Direct observation of Mn distribution/speciation within and surrounding a basidiomycete fungus in the production of Mn-oxides important in toxic element containment

Biogenic manganese (Mn) oxides occur ubiquitously in the environment including the uranium (U) mill tailings at the Ningyo-toge U mine in Okayama, Japan, being important in the sequestration of radioactive radium (Ra). To understand the nanoscale processes in Mn oxides formation at the U mill tailings site, Mn2+ absorption by a basidiomycete fungus, Coprinopsis urticicola, isolated from Ningyo-toge mine water samples, was investigated in the laboratory under controlled conditions utilizing electron microscopy, synchrotron-based X-ray analysis, and fluorescence microscopy with molecular pH probe.
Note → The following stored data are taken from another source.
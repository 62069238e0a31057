use std::sync::Arc;

use tokio::sync::{broadcast, mpsc, watch};
use tokio::task::JoinHandle;

use crate::domain::push::{PermissionStatus, PushPayload};
use crate::usecase::contracts::{NotificationGateway, PushPlatform};
use crate::usecase::error::PushError;
use crate::usecase::notifications::NotificationStore;

const NAVIGATION_BUFFER: usize = 16;

/// Feeds platform push messages into the store and mirrors the unread
/// counter onto the app badge.
///
/// Without a push token (permission denied, token fetch failed) the bridge
/// still listens for messages but never touches the badge; the session then
/// relies on polling alone.
pub struct PushBridge {
    token: Option<String>,
    navigation: mpsc::Receiver<String>,
    shutdown: watch::Sender<bool>,
    tasks: Vec<JoinHandle<()>>,
}

impl PushBridge {
    #[tracing::instrument(skip_all)]
    pub async fn start<G>(platform: Arc<dyn PushPlatform>, store: Arc<NotificationStore<G>>) -> Self
    where
        G: NotificationGateway + 'static,
    {
        let token = match register(platform.as_ref()).await {
            Ok(token) => {
                tracing::info!("push token obtained");
                Some(token)
            }
            Err(e) => {
                tracing::warn!(error = %e, "push delivery unavailable, relying on polling");
                None
            }
        };

        let (shutdown, _) = watch::channel(false);
        let (navigation_tx, navigation) = mpsc::channel(NAVIGATION_BUFFER);

        let mut tasks = vec![
            tokio::spawn(forward_received(
                platform.subscribe_received(),
                store.clone(),
                shutdown.subscribe(),
            )),
            tokio::spawn(forward_taps(
                platform.subscribe_responses(),
                navigation_tx,
                shutdown.subscribe(),
            )),
        ];
        if token.is_some() {
            tasks.push(tokio::spawn(sync_badge(
                platform,
                store.subscribe_unread(),
                shutdown.subscribe(),
            )));
        }

        Self {
            token,
            navigation,
            shutdown,
            tasks,
        }
    }

    pub fn token(&self) -> Option<&str> {
        self.token.as_deref()
    }

    /// Next deep link from a tapped push message. `None` once the bridge has
    /// shut down.
    pub async fn next_navigation(&mut self) -> Option<String> {
        self.navigation.recv().await
    }

    /// Unregisters the listeners and waits for them to finish.
    pub async fn shutdown(mut self) {
        let _ = self.shutdown.send(true);
        for task in std::mem::take(&mut self.tasks) {
            if let Err(e) = task.await {
                tracing::warn!(error = %e, "push listener ended abnormally");
            }
        }
        tracing::info!("push bridge stopped");
    }
}

impl Drop for PushBridge {
    fn drop(&mut self) {
        for task in &self.tasks {
            task.abort();
        }
    }
}

async fn register(platform: &dyn PushPlatform) -> Result<String, PushError> {
    let mut status = platform.permission_status().await?;
    if status != PermissionStatus::Granted {
        tracing::debug!(?status, "requesting push permission");
        status = platform.request_permission().await?;
    }
    if status != PermissionStatus::Granted {
        return Err(PushError::PermissionDenied);
    }

    platform.push_token().await
}

async fn forward_received<G>(
    mut rx: broadcast::Receiver<PushPayload>,
    store: Arc<NotificationStore<G>>,
    mut shutdown: watch::Receiver<bool>,
) where
    G: NotificationGateway,
{
    loop {
        tokio::select! {
            msg = rx.recv() => match msg {
                Ok(payload) => match payload.embedded_notification() {
                    Some(notification) => {
                        tracing::debug!(notification_id = %notification.id, "push notification received");
                        store.add_notification(notification).await;
                    }
                    None => tracing::debug!("push message without a notification, ignored"),
                },
                Err(broadcast::error::RecvError::Lagged(n)) => {
                    tracing::warn!(lagged = n, "push listener lagged, some messages were skipped");
                }
                Err(broadcast::error::RecvError::Closed) => {
                    tracing::debug!("push delivery channel closed");
                    break;
                }
            },
            _ = shutdown.changed() => break,
        }
    }
}

async fn forward_taps(
    mut rx: broadcast::Receiver<PushPayload>,
    navigation: mpsc::Sender<String>,
    mut shutdown: watch::Receiver<bool>,
) {
    loop {
        tokio::select! {
            msg = rx.recv() => match msg {
                Ok(payload) => {
                    let Some(url) = payload.action_url() else {
                        tracing::debug!("tapped push message has no action url");
                        continue;
                    };
                    tracing::debug!(action_url = %url, "push message tapped");
                    if navigation.send(url).await.is_err() {
                        tracing::debug!("navigation receiver gone");
                    }
                }
                Err(broadcast::error::RecvError::Lagged(n)) => {
                    tracing::warn!(lagged = n, "tap listener lagged, some messages were skipped");
                }
                Err(broadcast::error::RecvError::Closed) => {
                    tracing::debug!("push response channel closed");
                    break;
                }
            },
            _ = shutdown.changed() => break,
        }
    }
}

async fn sync_badge(
    platform: Arc<dyn PushPlatform>,
    mut unread: watch::Receiver<u64>,
    mut shutdown: watch::Receiver<bool>,
) {
    loop {
        let count = *unread.borrow_and_update();
        if let Err(e) = platform.set_badge_count(count).await {
            tracing::warn!(error = %e, count, "failed to set badge count");
        }

        tokio::select! {
            changed = unread.changed() => {
                if changed.is_err() {
                    break;
                }
            }
            _ = shutdown.changed() => break,
        }
    }
}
The fungus’ growth was first investigated in an agar-solidified medium supplemented with 1.0 mmol/L of Mn2+, ± Cu2+ (50 – 200 µM), ± Zn2+ (50 – 200 µM), or ± diphenyleneiodonium chloride (DPI) (50 – 100 µM) at 25 °C. The results revealed that Zn2+ has no significant effects on the Mn oxides formation, whereas Cu2+ and DPI significantly inhibit both fungal growth and Mn oxidation, indicating superoxide-mediated Mn oxidation. During the interaction of Mn2+ with the fungi in solution medium at the initial pH of 5.67, a small fraction of Mn2+ infiltrated into the fungal hyphae within 8 h, forming a few tens nm-sized concentrates of soluble Mn2+ in the intracellular pH of ~6.5, which can be released back to solution within a day as shown in a subsequent releasing experiment. After 1 day of incubation, Mn oxides began to precipitate on the hyphae, which were characterized to be fibrous nanocrystals with a hexagonal birnessite-structure, these forming spherical aggregates with a diameter of ~1.5 µm. When the fungi were reacted using the Ningyo-toge mine water, the Mn concentration decreased at a rate of 1.0 mmol·day-1 per unit dry weight. The nanoscale processes associated with the fungi derived from the Ningyo-toge mine area provides additional insights into the existing mechanisms of Mn oxidation by filamentous fungi at other U mill tailings sites under circumneutral pH conditions. Such processes add to the class of reactions important to the sequestration of toxic elements.